Livia kam erneut nach unserer Musikstunde, um sich bei mir für die schöne Stunde zu bedanken. Diesmal entwickelte sich folgender Dialog mit den umherstehenden Mädchen, die Livias Freundinnen sind: „ Ach, Frau Armbrecht, ich möchte mich bei Ihnen für die schöne Musikstunde bedanken! Es hat mir wieder soo gut gefallen mit Ihnen und ich habe wieder etwas dazu gelernt!“
Ich erwiderte: “Ah, danke! Das ist schön, Livia, dass du immer zu mir kommst und mir so etwas sagst! Ich freue mich so sehr darüber! Und was ist es, das du dazu gelernt hast?“
„Jetzt weiss ich endlich, was eine Viertelnote ist…“
„Nanu, ich dachte, dir wäre sie bekannt, du spielst doch Blockflöte, und dann auch noch auf unserem Vortragsabend demnächst. Das wundert mich! Hat dir dein Flötenlehrer das nicht erklärt? Oder deine Lehrerin…?“
„Ja, das ist eine Frau – und immer wenn sie sagt, nach der Viertelnote machst du jetzt eine Pause, wusste ich gar nicht, was sie meinte, das war schon dumm.“
„Das kann ich mir vorstellen! Komisch, dass sie dir die Notenwerte nicht erklärt?“

Und dann sagte ich etwas zu Livia, das mich selber erstaunte, doch fühlte es sich richtig an – also legte ich los. „Aber weisst du was, Livia, macht dir der Unterricht bei ihr Spass?“

„Nee, das auch nicht, ich werde demnächst wechseln, das mache ich.“ „Ahh, okay, nur, ich finde – wenn sie dir das nicht erklärt hat, ist das nicht so schlimm, das Spielen deiner Flöte sollte dir einfach Spass machen!“
„Ja, da haben Sie recht!“

Plötzlich ertönte es lautstark neben mir: „Frau Armbrecht, Sie sind die beste Musiklehrerin, die ich jemals kennengelernt habe!!“ Und da Livias Klassenfreundinnen alle um uns herumstanden und uns aufmerksam zuhörten, stimmten auch sie ein in den Chor von „Mary Poppins at school, du bist die beste Musiklehrerin der ganzen Welt!!“ Besonders Mirabel, eine der ältesten und größten Schülerinnen der Klasse, drückte mir noch einmal ihre ganz persönliche Anerkennung und Freude aus, als sie hinzufügte: „Ja, das stimmt, ich habe noch nie eine bessere Musiklehrerin als Sie kennen gelernt!“
Ich strahlte.

Was für wundervolle Schülerinnen!

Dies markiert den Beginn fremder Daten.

// This file is part of shoal, an interactive POSIX-style shell.
// Copyright (C) 2026 the shoal developers
//
// This program is free software: you can redistribute it and/or modify
// it under the terms of the GNU General Public License as published by
// the Free Software Foundation, either version 3 of the License, or
// (at your option) any later version.
//
// This program is distributed in the hope that it will be useful,
// but WITHOUT ANY WARRANTY; without even the implied warranty of
// MERCHANTABILITY or FITNESS FOR A PARTICULAR PURPOSE.  See the
// GNU General Public License for more details.
//
// You should have received a copy of the GNU General Public License
// along with this program.  If not, see <https://www.gnu.org/licenses/>.

//! Traps and deferred signal handling
//!
//! The signal handler installed by the shell only records the caught signal
//! in a process-global flag array; that array is the one piece of state the
//! kernel forces to be global. Everything else lives in the [`TrapSet`].
//! Pending signals are [drained](TrapSet::take_caught_signal) between
//! commands, never in the middle of an expansion.

use crate::signal::{self, Signal};
use crate::system::{SignalHandling, System};
use shoal_syntax::source::Location;
use std::collections::HashMap;
use std::ffi::c_int;
use std::fmt::{Display, Formatter};
use std::rc::Rc;
use std::str::FromStr;
use std::sync::atomic::{AtomicBool, Ordering};
use thiserror::Error;

/// Largest signal number we track, inclusive.
const SIGNAL_MAX: usize = 64;

/// Flags set by the signal handler for signals not yet processed.
static CAUGHT: [AtomicBool; SIGNAL_MAX + 1] = {
    #[allow(clippy::declare_interior_mutable_const)]
    const FALSE: AtomicBool = AtomicBool::new(false);
    [FALSE; SIGNAL_MAX + 1]
};

/// Signal handler: records the signal and nothing else.
pub(crate) extern "C" fn catch_signal(signo: c_int) {
    if let Ok(index) = usize::try_from(signo) {
        if let Some(flag) = CAUGHT.get(index) {
            flag.store(true, Ordering::Relaxed);
        }
    }
}

/// Condition that can have a trap
#[derive(Clone, Copy, Debug, Eq, Hash, PartialEq)]
pub enum Condition {
    /// Exiting the shell (`EXIT` or `0`)
    Exit,
    /// A command returning a non-zero status (`ERR`)
    Err,
    /// Before every simple command (`DEBUG`)
    Debug,
    /// Returning from a function or sourced script (`RETURN`)
    Return,
    /// Receipt of a signal
    Signal(Signal),
}

impl Display for Condition {
    fn fmt(&self, f: &mut Formatter<'_>) -> std::fmt::Result {
        match self {
            Condition::Exit => "EXIT".fmt(f),
            Condition::Err => "ERR".fmt(f),
            Condition::Debug => "DEBUG".fmt(f),
            Condition::Return => "RETURN".fmt(f),
            Condition::Signal(signal) => signal::short_name(*signal).fmt(f),
        }
    }
}

/// Error parsing a condition name
#[derive(Clone, Debug, Eq, Error, Hash, PartialEq)]
#[error("`{0}` is not a valid trap condition")]
pub struct ParseConditionError(pub String);

impl FromStr for Condition {
    type Err = ParseConditionError;
    fn from_str(s: &str) -> Result<Condition, ParseConditionError> {
        match s.to_ascii_uppercase().as_str() {
            "EXIT" | "0" => Ok(Condition::Exit),
            "ERR" => Ok(Condition::Err),
            "DEBUG" => Ok(Condition::Debug),
            "RETURN" => Ok(Condition::Return),
            _ => signal::parse_signal(s)
                .map(Condition::Signal)
                .map_err(|_| ParseConditionError(s.to_string())),
        }
    }
}

/// What to do when a condition occurs
#[derive(Clone, Debug, Default, Eq, PartialEq)]
pub enum Action {
    /// Perform the default action for the condition.
    #[default]
    Default,
    /// Ignore the condition.
    Ignore,
    /// Execute the command string.
    Command(Rc<str>),
}

/// Trap with the location of the command that set it
#[derive(Clone, Debug, Eq, PartialEq)]
pub struct TrapState {
    pub action: Action,
    pub origin: Location,
}

/// Error setting a trap
#[derive(Clone, Copy, Debug, Eq, Error, PartialEq)]
pub enum SetActionError {
    /// SIGKILL cannot be caught or ignored.
    #[error("SIGKILL cannot be trapped")]
    SIGKILL,
    /// SIGSTOP cannot be caught or ignored.
    #[error("SIGSTOP cannot be trapped")]
    SIGSTOP,
    /// Error from the underlying system call
    #[error("system error: {0}")]
    SystemError(crate::system::Errno),
}

/// Collection of traps and the signal dispositions they imply
#[derive(Clone, Debug, Default)]
pub struct TrapSet {
    traps: HashMap<Condition, TrapState>,
    /// Signals whose disposition the shell forces regardless of traps:
    /// SIGCHLD for job tracking, and the job-control stop/interrupt
    /// signals while the shell is interactive.
    internally_handled: Vec<Signal>,
}

impl TrapSet {
    #[must_use]
    pub fn new() -> TrapSet {
        TrapSet::default()
    }

    /// Returns the trap set for the given condition, if any.
    #[must_use]
    pub fn get(&self, condition: Condition) -> Option<&TrapState> {
        self.traps.get(&condition)
    }

    /// Returns the action for the given condition.
    #[must_use]
    pub fn action(&self, condition: Condition) -> &Action {
        self.traps
            .get(&condition)
            .map(|state| &state.action)
            .unwrap_or(&Action::Default)
    }

    /// Returns all set traps, sorted by condition name for stable output.
    pub fn iter(&self) -> Vec<(&Condition, &TrapState)> {
        let mut traps: Vec<_> = self.traps.iter().collect();
        traps.sort_by_key(|(condition, _)| condition.to_string());
        traps
    }

    /// Sets the action for a condition, updating the signal disposition.
    pub fn set_action(
        &mut self,
        system: &mut dyn System,
        condition: Condition,
        action: Action,
        origin: Location,
    ) -> Result<(), SetActionError> {
        if let Condition::Signal(signal) = condition {
            match signal {
                Signal::SIGKILL => return Err(SetActionError::SIGKILL),
                Signal::SIGSTOP => return Err(SetActionError::SIGSTOP),
                _ => {}
            }
            let handling = match &action {
                Action::Default if self.internally_handled.contains(&signal) => {
                    SignalHandling::Catch
                }
                Action::Default => SignalHandling::Default,
                Action::Ignore => SignalHandling::Ignore,
                Action::Command(_) => SignalHandling::Catch,
            };
            system
                .sigaction(signal, handling)
                .map_err(SetActionError::SystemError)?;
        }

        if action == Action::Default {
            self.traps.remove(&condition);
        } else {
            self.traps.insert(condition, TrapState { action, origin });
        }
        Ok(())
    }

    /// Marks a signal as internally handled and installs the catching
    /// handler for it.
    ///
    /// Used for SIGCHLD, and for the interactive job-control signals the
    /// shell must not die from.
    pub fn enable_internal_handler(
        &mut self,
        system: &mut dyn System,
        signal: Signal,
        handling: SignalHandling,
    ) -> Result<(), crate::system::Errno> {
        if !self.internally_handled.contains(&signal) {
            self.internally_handled.push(signal);
        }
        system.sigaction(signal, handling)?;
        Ok(())
    }

    /// Returns one signal caught since the last call, clearing its flag.
    ///
    /// The signal is returned whether or not a trap is set on it; the
    /// caller decides what to do.
    #[must_use]
    pub fn take_caught_signal(&mut self) -> Option<Signal> {
        for (number, flag) in CAUGHT.iter().enumerate() {
            if flag.swap(false, Ordering::Relaxed) {
                if let Ok(signal) = Signal::try_from(number as c_int) {
                    return Some(signal);
                }
            }
        }
        None
    }

    /// Adjusts traps on entering a subshell.
    ///
    /// Traps set to commands are reset to the default action (their
    /// dispositions are restored in the child); ignored conditions stay
    /// ignored.
    pub fn enter_subshell(&mut self, system: &mut dyn System) {
        let commands: Vec<Condition> = self
            .traps
            .iter()
            .filter(|(_, state)| matches!(state.action, Action::Command(_)))
            .map(|(condition, _)| *condition)
            .collect();
        for condition in commands {
            self.traps.remove(&condition);
            if let Condition::Signal(signal) = condition {
                let handling = if self.internally_handled.contains(&signal) {
                    SignalHandling::Catch
                } else {
                    SignalHandling::Default
                };
                let _ = system.sigaction(signal, handling);
            }
        }
    }

    /// Restores default dispositions for all internally handled signals,
    /// for use in child processes about to exec.
    pub fn disable_internal_handlers(&mut self, system: &mut dyn System) {
        for signal in self.internally_handled.drain(..) {
            let _ = system.sigaction(signal, SignalHandling::Default);
        }
    }
}

#[cfg(test)]
mod tests {
    use super::*;

    #[test]
    fn condition_parsing() {
        assert_eq!("EXIT".parse(), Ok(Condition::Exit));
        assert_eq!("0".parse(), Ok(Condition::Exit));
        assert_eq!("err".parse(), Ok(Condition::Err));
        assert_eq!("INT".parse(), Ok(Condition::Signal(Signal::SIGINT)));
        assert_eq!("SIGTERM".parse(), Ok(Condition::Signal(Signal::SIGTERM)));
        assert!("BOGUS".parse::<Condition>().is_err());
    }

    #[test]
    fn condition_display() {
        assert_eq!(Condition::Exit.to_string(), "EXIT");
        assert_eq!(Condition::Signal(Signal::SIGHUP).to_string(), "HUP");
    }

    #[test]
    fn caught_signal_flags() {
        let mut set = TrapSet::new();
        assert_eq!(set.take_caught_signal(), None);
        catch_signal(Signal::SIGUSR1 as c_int);
        assert_eq!(set.take_caught_signal(), Some(Signal::SIGUSR1));
        assert_eq!(set.take_caught_signal(), None);
    }
}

Wie sie alle da standen und mir so schöne Komplimente machten – dies war ein besonderer Moment für mich.
Mich überkam der Wunsch, meine grenzenlose Freude durch eine Umarmung ausdrücken zu können. Ich nehme Kinder gern in den Arm, um sie an mich zu drücken und ihnen so meine Zuneigung und Dankbarkeit zu zeigen.
Ich fragte Livia – – – „ Darf ich dich einmal drücken?“

Ich breitete ein wenig meine Arme aus. Livia freute sich. Sie lachte und antwortete spontan mit „Jaa!!“

Also ging ich ein wenig in die Knie (schließlich war Livia doch kleiner als ich, noch dazu saß ich nicht auf meinem Lehrerstuhl) und legte sanft meine Arme um sie. Als die Umherstehenden das sahen, zögerten sie nicht lange… Mirabel… Isabel… Aurora … , so dass wir lachend alle zu einer freudigen Umarmung zusammenkamen, bevor wir uns winkend voneinander verabschiedeten.